=== Section Start ===

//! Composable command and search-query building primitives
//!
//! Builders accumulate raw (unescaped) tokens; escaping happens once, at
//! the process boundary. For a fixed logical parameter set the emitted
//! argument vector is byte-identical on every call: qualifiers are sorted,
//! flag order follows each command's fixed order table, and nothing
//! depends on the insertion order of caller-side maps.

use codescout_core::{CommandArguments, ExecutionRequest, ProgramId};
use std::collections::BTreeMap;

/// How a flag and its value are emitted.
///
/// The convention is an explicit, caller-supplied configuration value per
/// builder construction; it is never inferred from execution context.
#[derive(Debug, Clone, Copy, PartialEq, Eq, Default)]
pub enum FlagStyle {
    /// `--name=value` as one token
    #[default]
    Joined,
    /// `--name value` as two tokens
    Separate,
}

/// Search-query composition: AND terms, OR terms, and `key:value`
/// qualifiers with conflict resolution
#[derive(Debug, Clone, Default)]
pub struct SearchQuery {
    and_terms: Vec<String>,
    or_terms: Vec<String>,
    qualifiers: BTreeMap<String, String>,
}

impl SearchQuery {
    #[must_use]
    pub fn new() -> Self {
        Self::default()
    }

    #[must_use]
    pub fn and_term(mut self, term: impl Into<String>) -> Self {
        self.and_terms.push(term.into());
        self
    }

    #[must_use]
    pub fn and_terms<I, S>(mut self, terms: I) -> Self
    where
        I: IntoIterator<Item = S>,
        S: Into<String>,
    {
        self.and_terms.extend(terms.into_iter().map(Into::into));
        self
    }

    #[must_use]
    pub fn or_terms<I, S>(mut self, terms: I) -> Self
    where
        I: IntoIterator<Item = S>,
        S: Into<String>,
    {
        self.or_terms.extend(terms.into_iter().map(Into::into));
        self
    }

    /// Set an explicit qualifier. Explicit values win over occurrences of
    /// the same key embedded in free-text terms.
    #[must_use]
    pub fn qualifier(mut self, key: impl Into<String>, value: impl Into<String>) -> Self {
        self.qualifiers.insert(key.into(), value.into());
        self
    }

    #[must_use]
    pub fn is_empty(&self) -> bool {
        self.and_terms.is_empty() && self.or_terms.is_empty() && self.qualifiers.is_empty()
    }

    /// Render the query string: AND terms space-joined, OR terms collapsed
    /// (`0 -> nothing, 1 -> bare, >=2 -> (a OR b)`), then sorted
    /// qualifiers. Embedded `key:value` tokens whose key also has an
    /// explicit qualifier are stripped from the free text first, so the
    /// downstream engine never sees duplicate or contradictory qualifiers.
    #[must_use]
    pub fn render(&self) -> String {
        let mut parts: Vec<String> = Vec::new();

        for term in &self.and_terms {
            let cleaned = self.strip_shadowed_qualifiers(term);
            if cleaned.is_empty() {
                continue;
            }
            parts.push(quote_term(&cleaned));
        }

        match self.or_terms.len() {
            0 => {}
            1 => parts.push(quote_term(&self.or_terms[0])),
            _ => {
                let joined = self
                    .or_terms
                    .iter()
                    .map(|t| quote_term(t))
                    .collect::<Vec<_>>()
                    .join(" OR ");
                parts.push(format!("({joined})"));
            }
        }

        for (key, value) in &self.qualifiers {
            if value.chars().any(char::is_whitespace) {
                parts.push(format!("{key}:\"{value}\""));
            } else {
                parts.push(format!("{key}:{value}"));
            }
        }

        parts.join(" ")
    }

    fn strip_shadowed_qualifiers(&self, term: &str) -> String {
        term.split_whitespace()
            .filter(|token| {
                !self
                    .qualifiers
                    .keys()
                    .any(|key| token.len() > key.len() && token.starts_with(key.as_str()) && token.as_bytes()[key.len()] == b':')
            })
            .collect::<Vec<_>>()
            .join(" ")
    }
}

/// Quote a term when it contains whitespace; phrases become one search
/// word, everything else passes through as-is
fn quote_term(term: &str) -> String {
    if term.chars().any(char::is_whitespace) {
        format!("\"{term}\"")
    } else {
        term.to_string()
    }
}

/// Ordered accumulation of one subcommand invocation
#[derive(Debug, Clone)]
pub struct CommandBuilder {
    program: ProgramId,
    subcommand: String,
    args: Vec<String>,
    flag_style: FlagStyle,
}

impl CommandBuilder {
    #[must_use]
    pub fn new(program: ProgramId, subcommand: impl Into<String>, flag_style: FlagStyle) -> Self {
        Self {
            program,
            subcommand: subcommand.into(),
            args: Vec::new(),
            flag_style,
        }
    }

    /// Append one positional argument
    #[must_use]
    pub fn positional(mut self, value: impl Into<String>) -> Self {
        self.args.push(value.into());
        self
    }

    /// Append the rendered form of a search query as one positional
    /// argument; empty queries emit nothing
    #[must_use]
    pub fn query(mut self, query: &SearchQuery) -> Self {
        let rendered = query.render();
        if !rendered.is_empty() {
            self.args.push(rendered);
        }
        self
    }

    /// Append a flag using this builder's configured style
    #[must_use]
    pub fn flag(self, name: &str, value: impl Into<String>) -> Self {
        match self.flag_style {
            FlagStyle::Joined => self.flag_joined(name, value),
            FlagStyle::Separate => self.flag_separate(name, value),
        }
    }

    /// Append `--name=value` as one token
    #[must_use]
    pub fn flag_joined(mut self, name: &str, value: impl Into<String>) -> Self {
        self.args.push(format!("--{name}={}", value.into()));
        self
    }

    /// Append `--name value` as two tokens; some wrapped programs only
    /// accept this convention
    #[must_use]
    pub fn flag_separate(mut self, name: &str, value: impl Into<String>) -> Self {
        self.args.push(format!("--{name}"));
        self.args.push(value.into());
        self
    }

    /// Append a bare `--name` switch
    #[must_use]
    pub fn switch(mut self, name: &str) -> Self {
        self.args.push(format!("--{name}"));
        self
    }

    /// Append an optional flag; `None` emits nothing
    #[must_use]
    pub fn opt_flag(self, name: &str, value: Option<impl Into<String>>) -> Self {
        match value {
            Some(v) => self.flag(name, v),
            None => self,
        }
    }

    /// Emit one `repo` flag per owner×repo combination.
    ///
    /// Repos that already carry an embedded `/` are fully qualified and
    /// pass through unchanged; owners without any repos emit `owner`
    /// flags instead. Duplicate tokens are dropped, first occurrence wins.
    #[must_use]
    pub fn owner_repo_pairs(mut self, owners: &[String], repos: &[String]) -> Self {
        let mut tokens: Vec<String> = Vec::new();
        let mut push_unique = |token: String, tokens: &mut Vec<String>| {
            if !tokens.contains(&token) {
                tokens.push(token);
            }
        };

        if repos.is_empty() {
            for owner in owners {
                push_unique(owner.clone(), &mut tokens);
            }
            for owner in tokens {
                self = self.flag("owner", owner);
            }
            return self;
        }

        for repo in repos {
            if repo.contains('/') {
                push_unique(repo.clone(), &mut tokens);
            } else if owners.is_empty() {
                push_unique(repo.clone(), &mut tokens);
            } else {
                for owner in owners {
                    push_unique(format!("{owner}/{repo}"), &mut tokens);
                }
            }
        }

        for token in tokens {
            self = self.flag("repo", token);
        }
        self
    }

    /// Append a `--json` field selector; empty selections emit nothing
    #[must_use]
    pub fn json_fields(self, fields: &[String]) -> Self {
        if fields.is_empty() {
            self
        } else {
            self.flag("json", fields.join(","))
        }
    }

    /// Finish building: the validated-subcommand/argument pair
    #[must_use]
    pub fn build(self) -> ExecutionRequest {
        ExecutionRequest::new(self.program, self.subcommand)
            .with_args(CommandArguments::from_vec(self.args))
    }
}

=== Section End ===

> _The problem_: What is needed is a full, exact copy of the records.

> _Answer section_:
//! Composable command and search-query building primitives
//!
//! Builders accumulate raw (unescaped) tokens; escaping happens once, at
//! the process boundary. For a fixed logical parameter set the emitted
//! argument vector is byte-identical on every call: qualifiers are sorted,
//! flag order follows each command's fixed order table, and nothing
//! depends on the insertion order of caller-side maps.

use codescout_core::{CommandArguments, ExecutionRequest, ProgramId};
use std::collections::BTreeMap;

/// How a flag and its value are emitted.
///
/// The convention is an explicit, caller-supplied configuration value per
/// builder construction; it is never inferred from execution context.
#[derive(Debug, Clone, Copy, PartialEq, Eq, Default)]
pub enum FlagStyle {
    /// `--name=value` as one token
    #[default]
    Joined,
    /// `--name value` as two tokens
    Separate,
}

/// Search-query composition: AND terms, OR terms, and `key:value`
/// qualifiers with conflict resolution
#[derive(Debug, Clone, Default)]
pub struct SearchQuery {
    and_terms: Vec<String>,
    or_terms: Vec<String>,
    qualifiers: BTreeMap<String, String>,
}

impl SearchQuery {
    #[must_use]
    pub fn new() -> Self {
        Self::default()
    }

    #[must_use]
    pub fn and_term(mut self, term: impl Into<String>) -> Self {
        self.and_terms.push(term.into());
        self
    }

    #[must_use]
    pub fn and_terms<I, S>(mut self, terms: I) -> Self
    where
        I: IntoIterator<Item = S>,
        S: Into<String>,
    {
        self.and_terms.extend(terms.into_iter().map(Into::into));
        self
    }

    #[must_use]
    pub fn or_terms<I, S>(mut self, terms: I) -> Self
    where
        I: IntoIterator<Item = S>,
        S: Into<String>,
    {
        self.or_terms.extend(terms.into_iter().map(Into::into));
        self
    }

    /// Set an explicit qualifier. Explicit values win over occurrences of
    /// the same key embedded in free-text terms.
    #[must_use]
    pub fn qualifier(mut self, key: impl Into<String>, value: impl Into<String>) -> Self {
        self.qualifiers.insert(key.into(), value.into());
        self
    }

    #[must_use]
    pub fn is_empty(&self) -> bool {
        self.and_terms.is_empty() && self.or_terms.is_empty() && self.qualifiers.is_empty()
    }

    /// Render the query string: AND terms space-joined, OR terms collapsed
    /// (`0 -> nothing, 1 -> bare, >=2 -> (a OR b)`), then sorted
    /// qualifiers. Embedded `key:value` tokens whose key also has an
    /// explicit qualifier are stripped from the free text first, so the
    /// downstream engine never sees duplicate or contradictory qualifiers.
    #[must_use]
    pub fn render(&self) -> String {
        let mut parts: Vec<String> = Vec::new();

        for term in &self.and_terms {
            let cleaned = self.strip_shadowed_qualifiers(term);
            if cleaned.is_empty() {
                continue;
            }
            parts.push(quote_term(&cleaned));
        }

        match self.or_terms.len() {
            0 => {}
            1 => parts.push(quote_term(&self.or_terms[0])),
            _ => {
                let joined = self
                    .or_terms
                    .iter()
                    .map(|t| quote_term(t))
                    .collect::<Vec<_>>()
                    .join(" OR ");
                parts.push(format!("({joined})"));
            }
        }

        for (key, value) in &self.qualifiers {
            if value.chars().any(char::is_whitespace) {
                parts.push(format!("{key}:\"{value}\""));
            } else {
                parts.push(format!("{key}:{value}"));
            }
        }

        parts.join(" ")
    }

    fn strip_shadowed_qualifiers(&self, term: &str) -> String {
        term.split_whitespace()
            .filter(|token| {
                !self
                    .qualifiers
                    .keys()
                    .any(|key| token.len() > key.len() && token.starts_with(key.as_str()) && token.as_bytes()[key.len()] == b':')
            })
            .collect::<Vec<_>>()
            .join(" ")
    }
}

/// Quote a term when it contains whitespace; phrases become one search
/// word, everything else passes through as-is
fn quote_term(term: &str) -> String {
    if term.chars().any(char::is_whitespace) {
        format!("\"{term}\"")
    } else {
        term.to_string()
    }
}

/// Ordered accumulation of one subcommand invocation
#[derive(Debug, Clone)]
pub struct CommandBuilder {
    program: ProgramId,
    subcommand: String,
    args: Vec<String>,
    flag_style: FlagStyle,
}

impl CommandBuilder {
    #[must_use]
    pub fn new(program: ProgramId, subcommand: impl Into<String>, flag_style: FlagStyle) -> Self {
        Self {
            program,
            subcommand: subcommand.into(),
            args: Vec::new(),
            flag_style,
        }
    }

    /// Append one positional argument
    #[must_use]
    pub fn positional(mut self, value: impl Into<String>) -> Self {
        self.args.push(value.into());
        self
    }

    /// Append the rendered form of a search query as one positional
    /// argument; empty queries emit nothing
    #[must_use]
    pub fn query(mut self, query: &SearchQuery) -> Self {
        let rendered = query.render();
        if !rendered.is_empty() {
            self.args.push(rendered);
        }
        self
    }

    /// Append a flag using this builder's configured style
    #[must_use]
    pub fn flag(self, name: &str, value: impl Into<String>) -> Self {
        match self.flag_style {
            FlagStyle::Joined => self.flag_joined(name, value),
            FlagStyle::Separate => self.flag_separate(name, value),
        }
    }

    /// Append `--name=value` as one token
    #[must_use]
    pub fn flag_joined(mut self, name: &str, value: impl Into<String>) -> Self {
        self.args.push(format!("--{name}={}", value.into()));
        self
    }

    /// Append `--name value` as two tokens; some wrapped programs only
    /// accept this convention
    #[must_use]
    pub fn flag_separate(mut self, name: &str, value: impl Into<String>) -> Self {
        self.args.push(format!("--{name}"));
        self.args.push(value.into());
        self
    }

    /// Append a bare `--name` switch
    #[must_use]
    pub fn switch(mut self, name: &str) -> Self {
        self.args.push(format!("--{name}"));
        self
    }

    /// Append an optional flag; `None` emits nothing
    #[must_use]
    pub fn opt_flag(self, name: &str, value: Option<impl Into<String>>) -> Self {
        match value {
            Some(v) => self.flag(name, v),
            None => self,
        }
    }

    /// Emit one `repo` flag per owner×repo combination.
    ///
    /// Repos that already carry an embedded `/` are fully qualified and
    /// pass through unchanged; owners without any repos emit `owner`
    /// flags instead. Duplicate tokens are dropped, first occurrence wins.
    #[must_use]
    pub fn owner_repo_pairs(mut self, owners: &[String], repos: &[String]) -> Self {
        let mut tokens: Vec<String> = Vec::new();
        let mut push_unique = |token: String, tokens: &mut Vec<String>| {
            if !tokens.contains(&token) {
                tokens.push(token);
            }
        };

        if repos.is_empty() {
            for owner in owners {
                push_unique(owner.clone(), &mut tokens);
            }
            for owner in tokens {
                self = self.flag("owner", owner);
            }
            return self;
        }

        for repo in repos {
            if repo.contains('/') {
                push_unique(repo.clone(), &mut tokens);
            } else if owners.is_empty() {
                push_unique(repo.clone(), &mut tokens);
            } else {
                for owner in owners {
                    push_unique(format!("{owner}/{repo}"), &mut tokens);
                }
            }
        }

        for token in tokens {
            self = self.flag("repo", token);
        }
        self
    }

    /// Append a `--json` field selector; empty selections emit nothing
    #[must_use]
    pub fn json_fields(self, fields: &[String]) -> Self {
        if fields.is_empty() {
            self
        } else {
            self.flag("json", fields.join(","))
        }
    }

    /// Finish building: the validated-subcommand/argument pair
    #[must_use]
    pub fn build(self) -> ExecutionRequest {
        ExecutionRequest::new(self.program, self.subcommand)
            .with_args(CommandArguments::from_vec(self.args))
    }
}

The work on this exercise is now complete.